THE epilepsy is one of the most common neurological diseases worldwide and affects approximately 50 million people worldwide, according to the World Health Organization (WHO). It is a neurological disorder that causes abnormal electrical activity in the brain, called an epileptic seizure.
A disease that affects people from all agesalthough its incidence is generally higher in young children and people over 60 years of age and who, in most cases, are treated with antiepileptic drugs. However, there is a the most resistant form of this diseasecall refractory epilepsyon which these drugs have no effect, and for which a more specialized diagnostic and therapeutic approach is necessary.
What is refractory epilepsy?
Refractory epilepsy is, as they say, that which does not respond adequately to drug treatment for causes ranging from structural brain damage to genetic factors, infections and autoimmune diseases.

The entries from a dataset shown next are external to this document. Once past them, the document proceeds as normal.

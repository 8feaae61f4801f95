//! Application service
//!
//! Owner-scoped CRUD over internship applications, plus the resume file that
//! belongs to each one. Every operation takes the owner id of the caller; an
//! application owned by someone else behaves exactly like a missing one.

use std::sync::Arc;

use chrono::{DateTime, NaiveDate, Utc};

use crate::core::applications::uploads::{UploadError, UploadStore};
use crate::core::db::models::{
    Application, ApplicationChanges, ApplicationFields, ApplicationStatus, InvalidStatus,
    NewApplication,
};
use crate::core::db::repositories::{ApplicationRepositoryError, ApplicationStore};

/// Largest accepted resume upload
pub const MAX_RESUME_BYTES: usize = 5 * 1024 * 1024;

/// Longest accepted note, in characters
pub const MAX_NOTE_CHARS: usize = 1048;

const PDF_CONTENT_TYPE: &str = "application/pdf";

/// Application service error types
#[derive(Debug, thiserror::Error)]
pub enum ApplicationError {
    #[error("Application not found")]
    NotFound,

    #[error("A resume file is required")]
    ResumeRequired,

    #[error("Only PDF resumes are accepted")]
    InvalidFileType,

    #[error("Resume exceeds the 5 MB limit")]
    PayloadTooLarge,

    #[error("Invalid applied_date {0:?}, expected RFC 3339 or YYYY-MM-DD")]
    InvalidDate(String),

    #[error("Invalid status: {0}")]
    InvalidStatus(#[from] InvalidStatus),

    #[error("Missing required field: {0}")]
    MissingField(&'static str),

    #[error("Note exceeds 1048 characters")]
    NoteTooLong,

    #[error("Invalid form data: {0}")]
    InvalidForm(String),

    #[error("Resume file is missing from storage")]
    ResumeFileMissing,

    #[error("Storage failure: {0}")]
    StorageFailure(String),
}

impl From<ApplicationRepositoryError> for ApplicationError {
    fn from(err: ApplicationRepositoryError) -> Self {
        ApplicationError::StorageFailure(err.to_string())
    }
}

impl From<UploadError> for ApplicationError {
    fn from(err: UploadError) -> Self {
        match err {
            UploadError::NotFound(_) => ApplicationError::ResumeFileMissing,
            UploadError::Io(e) => ApplicationError::StorageFailure(e.to_string()),
        }
    }
}

/// Raw form values as submitted. Absent fields are `None`.
#[derive(Debug, Clone, Default)]
pub struct ApplicationForm {
    pub company: Option<String>,
    pub position: Option<String>,
    pub status: Option<String>,
    pub location: Option<String>,
    pub applied_date: Option<String>,
    pub term: Option<String>,
    pub note: Option<String>,
}

/// An uploaded resume file
#[derive(Debug, Clone)]
pub struct ResumeUpload {
    pub file_name: String,
    pub content_type: Option<String>,
    pub bytes: Vec<u8>,
}

impl ResumeUpload {
    fn is_pdf(&self) -> bool {
        let by_type = self
            .content_type
            .as_deref()
            .is_some_and(|ct| ct.eq_ignore_ascii_case(PDF_CONTENT_TYPE));
        let by_name = self.file_name.to_ascii_lowercase().ends_with(".pdf");
        by_type || by_name
    }

    /// File type first, then size
    fn validate(&self) -> Result<(), ApplicationError> {
        if !self.is_pdf() {
            return Err(ApplicationError::InvalidFileType);
        }
        if self.bytes.len() > MAX_RESUME_BYTES {
            return Err(ApplicationError::PayloadTooLarge);
        }
        Ok(())
    }
}

/// Accepts RFC 3339 timestamps or plain dates, which mean midnight UTC
pub fn parse_applied_date(raw: &str) -> Result<DateTime<Utc>, ApplicationError> {
    let raw = raw.trim();

    if let Ok(ts) = DateTime::parse_from_rfc3339(raw) {
        return Ok(ts.with_timezone(&Utc));
    }

    NaiveDate::parse_from_str(raw, "%Y-%m-%d")
        .ok()
        .and_then(|date| date.and_hms_opt(0, 0, 0))
        .map(|midnight| midnight.and_utc())
        .ok_or_else(|| ApplicationError::InvalidDate(raw.to_string()))
}

fn required(value: Option<String>, name: &'static str) -> Result<String, ApplicationError> {
    match value {
        Some(v) if !v.trim().is_empty() => Ok(v.trim().to_string()),
        _ => Err(ApplicationError::MissingField(name)),
    }
}

impl ApplicationForm {
    /// Validate and normalize the submitted values
    pub fn validate(self) -> Result<ApplicationFields, ApplicationError> {
        let applied_date = parse_applied_date(self.applied_date.as_deref().unwrap_or_default())?;

        let status: ApplicationStatus = self
            .status
            .as_deref()
            .ok_or_else(|| InvalidStatus(String::new()))?
            .parse()?;

        let company = required(self.company, "company")?;
        let position = required(self.position, "position")?;

        let note = self.note.filter(|n| !n.trim().is_empty());
        if note
            .as_ref()
            .is_some_and(|n| n.chars().count() > MAX_NOTE_CHARS)
        {
            return Err(ApplicationError::NoteTooLong);
        }

        Ok(ApplicationFields {
            company,
            position,
            status,
            location: self.location.unwrap_or_default().trim().to_string(),
            applied_date,
            term: self.term.unwrap_or_default().trim().to_string(),
            note,
        })
    }
}

/// Application service
#[derive(Clone)]
pub struct ApplicationService {
    store: Arc<dyn ApplicationStore>,
    uploads: UploadStore,
}

impl ApplicationService {
    pub fn new(store: Arc<dyn ApplicationStore>, uploads: UploadStore) -> Self {
        Self { store, uploads }
    }

    pub fn uploads(&self) -> &UploadStore {
        &self.uploads
    }

    pub async fn list(&self, owner_id: i64) -> Result<Vec<Application>, ApplicationError> {
        Ok(self.store.list_by_owner(owner_id).await?)
    }

    pub async fn get(&self, owner_id: i64, id: i64) -> Result<Application, ApplicationError> {
        self.store
            .find_by_owner(owner_id, id)
            .await?
            .ok_or(ApplicationError::NotFound)
    }

    /// Create an application. A PDF resume is mandatory.
    pub async fn create(
        &self,
        owner_id: i64,
        form: ApplicationForm,
        resume: Option<ResumeUpload>,
    ) -> Result<Application, ApplicationError> {
        let resume = resume.ok_or(ApplicationError::ResumeRequired)?;
        resume.validate()?;
        let fields = form.validate()?;

        let stored = self.uploads.save(&resume.file_name, &resume.bytes).await?;

        let new_application = NewApplication {
            user_id: owner_id,
            fields,
            resume_url: stored.url.clone(),
        };

        match self.store.create(&new_application).await {
            Ok(application) => {
                tracing::info!(
                    "Created application {} for user {}",
                    application.id,
                    owner_id
                );
                Ok(application)
            }
            Err(e) => {
                self.discard_upload(&stored.url).await;
                Err(e.into())
            }
        }
    }

    /// Replace an application's fields, and its resume when a new one is given
    pub async fn update(
        &self,
        owner_id: i64,
        id: i64,
        form: ApplicationForm,
        resume: Option<ResumeUpload>,
    ) -> Result<Application, ApplicationError> {
        let fields = form.validate()?;
        if let Some(resume) = &resume {
            resume.validate()?;
        }

        let existing = self.get(owner_id, id).await?;

        let stored = match &resume {
            Some(resume) => Some(self.uploads.save(&resume.file_name, &resume.bytes).await?),
            None => None,
        };

        let changes = ApplicationChanges {
            fields,
            resume_url: stored.as_ref().map(|s| s.url.clone()),
        };

        let updated = match self.store.update_by_owner(owner_id, id, &changes).await {
            Ok(Some(updated)) => updated,
            Ok(None) => {
                if let Some(stored) = &stored {
                    self.discard_upload(&stored.url).await;
                }
                return Err(ApplicationError::NotFound);
            }
            Err(e) => {
                if let Some(stored) = &stored {
                    self.discard_upload(&stored.url).await;
                }
                return Err(e.into());
            }
        };

        if stored.is_some()
            && !existing.resume_url.is_empty()
            && let Err(e) = self.uploads.remove(&existing.resume_url).await
        {
            tracing::warn!(
                "Failed to delete replaced resume {} of application {}: {}",
                existing.resume_url,
                id,
                e
            );
        }

        tracing::info!("Updated application {} for user {}", id, owner_id);
        Ok(updated)
    }

    /// Delete an application and its resume. The file goes first; if it is
    /// already gone the row is kept and `ResumeFileMissing` is returned.
    pub async fn delete(&self, owner_id: i64, id: i64) -> Result<(), ApplicationError> {
        let existing = self.get(owner_id, id).await?;

        if !existing.resume_url.is_empty() {
            self.uploads.remove(&existing.resume_url).await.map_err(|e| {
                tracing::error!(
                    "Failed to delete resume {} of application {}: {}",
                    existing.resume_url,
                    id,
                    e
                );
                ApplicationError::from(e)
            })?;
        }

        if !self.store.delete_by_owner(owner_id, id).await? {
            return Err(ApplicationError::NotFound);
        }

        tracing::info!("Deleted application {} for user {}", id, owner_id);
        Ok(())
    }

    async fn discard_upload(&self, url: &str) {
        if let Err(e) = self.uploads.remove(url).await {
            tracing::warn!("Failed to clean up upload {}: {}", url, e);
        }
    }
}
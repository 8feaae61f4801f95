//! Email verification repository
//!
//! Stores single-use verification tokens as SHA-256 hashes, mirroring how
//! session secrets are kept out of the database in plain form.

use async_trait::async_trait;
use chrono::{DateTime, Utc};
use sha2::{Digest, Sha256};
use sqlx::PgPool;

use crate::core::db::models::EmailVerification;

/// Verification repository error types
#[derive(Debug, thiserror::Error)]
pub enum VerificationRepositoryError {
    #[error("Database error: {0}")]
    DatabaseError(#[from] sqlx::Error),
}

/// Hash a raw verification token using SHA-256
pub fn hash_token(token: &str) -> String {
    let mut hasher = Sha256::new();
    hasher.update(token.as_bytes());
    hex::encode(hasher.finalize())
}

/// Verification token persistence
#[async_trait]
pub trait VerificationStore: Send + Sync {
    async fn create(
        &self,
        user_id: i64,
        token_hash: &str,
        expires_at: DateTime<Utc>,
    ) -> Result<EmailVerification, VerificationRepositoryError>;

    /// Find a token that has not expired as of `now`
    async fn find_live(
        &self,
        token_hash: &str,
        now: DateTime<Utc>,
    ) -> Result<Option<EmailVerification>, VerificationRepositoryError>;

    /// Delete one token. Returns false if it was already gone.
    async fn delete(&self, id: i64) -> Result<bool, VerificationRepositoryError>;

    /// Delete every token issued to a user
    async fn delete_all_for_user(&self, user_id: i64) -> Result<u64, VerificationRepositoryError>;
}

/// PostgreSQL-backed verification repository
#[derive(Clone)]
pub struct VerificationRepository {
    pool: PgPool,
}

impl VerificationRepository {
    pub fn new(pool: PgPool) -> Self {
        Self { pool }
    }

    /// Clean up expired tokens
    pub async fn cleanup_expired(&self) -> Result<u64, VerificationRepositoryError> {
        let result = sqlx::query(
            r#"
            DELETE FROM email_verifications
            WHERE expires_at < NOW()
            "#,
        )
        .execute(&self.pool)
        .await?;

        Ok(result.rows_affected())
    }
}

#[async_trait]
impl VerificationStore for VerificationRepository {
    async fn create(
        &self,
        user_id: i64,
        token_hash: &str,
        expires_at: DateTime<Utc>,
    ) -> Result<EmailVerification, VerificationRepositoryError> {
        let verification = sqlx::query_as::<_, EmailVerification>(
            r#"
            INSERT INTO email_verifications (user_id, token_hash, expires_at)
            VALUES ($1, $2, $3)
            RETURNING id, user_id, token_hash, created_at, expires_at
            "#,
        )
        .bind(user_id)
        .bind(token_hash)
        .bind(expires_at)
        .fetch_one(&self.pool)
        .await?;

        Ok(verification)
    }

    async fn find_live(
        &self,
        token_hash: &str,
        now: DateTime<Utc>,
    ) -> Result<Option<EmailVerification>, VerificationRepositoryError> {
        let verification = sqlx::query_as::<_, EmailVerification>(
            r#"
            SELECT id, user_id, token_hash, created_at, expires_at
            FROM email_verifications
            WHERE token_hash = $1 AND expires_at > $2
            "#,
        )
        .bind(token_hash)
        .bind(now)
        .fetch_optional(&self.pool)
        .await?;

        Ok(verification)
    }

    async fn delete(&self, id: i64) -> Result<bool, VerificationRepositoryError> {
        let result = sqlx::query("DELETE FROM email_verifications WHERE id = $1")
            .bind(id)
            .execute(&self.pool)
            .await?;

        Ok(result.rows_affected() > 0)
    }

    async fn delete_all_for_user(&self, user_id: i64) -> Result<u64, VerificationRepositoryError> {
        let result = sqlx::query("DELETE FROM email_verifications WHERE user_id = $1")
            .bind(user_id)
            .execute(&self.pool)
            .await?;

        Ok(result.rows_affected())
    }
}
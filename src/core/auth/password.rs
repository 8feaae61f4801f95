//! Password hashing with bcrypt

/// Cost factor for bcrypt hashing. Fixed, not configurable.
#[cfg(not(test))]
const BCRYPT_COST: u32 = 12;

// bcrypt at cost 12 takes seconds in unoptimised test builds
#[cfg(test)]
const BCRYPT_COST: u32 = 4;

/// Bcrypt ignores input beyond 72 bytes, so longer passwords are rejected upstream
pub const MAX_PASSWORD_BYTES: usize = 72;

#[derive(Debug, thiserror::Error)]
#[error("Password hashing failed: {0}")]
pub struct PasswordError(#[from] bcrypt::BcryptError);

/// Hash a password using bcrypt with automatic salt generation
pub fn hash_password(password: &str) -> Result<String, PasswordError> {
    Ok(bcrypt::hash(password, BCRYPT_COST)?)
}

/// Verify a password against a bcrypt hash
pub fn verify_password(password: &str, hash: &str) -> Result<bool, PasswordError> {
    Ok(bcrypt::verify(password, hash)?)
}
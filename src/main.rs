use std::error::Error;
use std::sync::Arc;

use internship_hub::core::applications::{ApplicationService, UploadStore};
use internship_hub::core::auth::{AuthService, JwtService, SessionValidator, VerificationService};
use internship_hub::core::config::Config;
use internship_hub::core::db::{
    ApplicationRepository, UserRepository, VerificationRepository, create_pool_with_migrations,
};
use internship_hub::core::mail::{LogMailer, Mailer, SmtpMailer};
use internship_hub::core::server::{AppState, app_router, shutdown_signal};
use tracing_subscriber::EnvFilter;

const DEFAULT_LOG_FILTER: &str = "internship_hub=info,tower_http=info";

#[tokio::main]
async fn main() -> Result<(), Box<dyn Error>> {
    // Load .env file (if exists)
    let _ = dotenvy::dotenv();

    tracing_subscriber::fmt()
        .with_env_filter(
            EnvFilter::try_from_default_env().unwrap_or_else(|_| EnvFilter::new(DEFAULT_LOG_FILTER)),
        )
        .init();

    let config = Config::from_env()?;

    // Log config status (without revealing secrets)
    let db_config = config.db_config();
    tracing::info!(
        "Config loaded: database={}, jwt_secret={}, smtp={}, frontend={}, uploads={}",
        db_config.redacted_url(),
        config.has_jwt_secret(),
        config.has_smtp(),
        config.frontend_url,
        config.upload_dir.display()
    );

    let pool = create_pool_with_migrations(&db_config).await?;
    tracing::info!("Connected to database");

    let users = Arc::new(UserRepository::new(pool.clone()));
    let verifications = Arc::new(VerificationRepository::new(pool.clone()));
    let applications = Arc::new(ApplicationRepository::new(pool.clone()));

    match verifications.cleanup_expired().await {
        Ok(0) => {}
        Ok(removed) => tracing::info!("Removed {} expired verification tokens", removed),
        Err(e) => tracing::warn!("Failed to clean up expired verification tokens: {}", e),
    }

    let mailer: Arc<dyn Mailer> = match &config.smtp {
        Some(smtp) => Arc::new(SmtpMailer::new(smtp, config.frontend_url.clone())?),
        None => {
            tracing::warn!("SMTP_HOST is not set; verification links will only be logged");
            Arc::new(LogMailer::new(config.frontend_url.clone()))
        }
    };

    let uploads = UploadStore::new(config.upload_dir.clone());
    uploads.ensure_root().await?;

    let jwt_service = JwtService::new(config.jwt_config());
    let verification_service = VerificationService::new(verifications, mailer);

    let state = AppState {
        auth_service: AuthService::new(users.clone(), verification_service, jwt_service.clone()),
        application_service: ApplicationService::new(applications, uploads),
        sessions: SessionValidator::new(jwt_service, users),
        pool: Some(pool),
    };

    let app = app_router(state, &config.cors_origins);

    let addr = config.bind_addr();
    let listener = tokio::net::TcpListener::bind(addr).await?;
    tracing::info!("listening on http://{}", addr);

    axum::serve(listener, app)
        .with_graceful_shutdown(shutdown_signal())
        .await?;

    tracing::info!("Server stopped");
    Ok(())
}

A form of complex epilepsy in which “correctly identify the cause “is vital, both for its diagnosis and for its treatment”, as explained by Dr Antonio Gil-Nagel Rein, epilepsy neurologist and director of the epilepsy unit at Ruber International Hospital which also affects the need “to have a detailed medical history in which all information from the patient, family members, caregivers and witnesses to epileptic seizures is collected.
A correct diagnosis
In order to find the cause of epilepsy and be able to apply effective treatment, the joint work of a multidisciplinary team involving neurologists, radiologists, geneticists and neuropsychologists who explore all options and can provide personalized treatment adapted to the needs of each patient.
The first step is to make a MRI this helps detect any abnormalities that could cause epileptic seizures. Yeah there is a structural injury which explains the epileptic seizures, the treatment can be oriented more precisely and we can opt for a surgical option such as laser thermocoagulation or open surgery to reduce seizure activity. If on the contrary MRIs do not reveal structural lesionsthe diagnosis must be deepened with advanced neurophysiological studies and a detailed analysis of the symptoms that occur at the onset of attacks.
Some studies, which, as Dr. Gil-Nagel explains, “may include video monitoring of an electroencephalogramas well as the use of artificial intelligence algorithms which make it possible to superimpose the information obtained on magnetic resonance images, thus improving the precision of the localization of the epileptic focus.
A crucial tool
He electroencephalogram (EEG) is key to diagnose refractory epilepsy, although sometimes, standard studies may be insufficient for being too short and not capturing all phases of the day, nor certain important regions of the brain. For this reason, it was decided to use the Extended video-EEG with additional electrodesa test which is carried out over several days and which is essential to precisely identify the origin of seizures.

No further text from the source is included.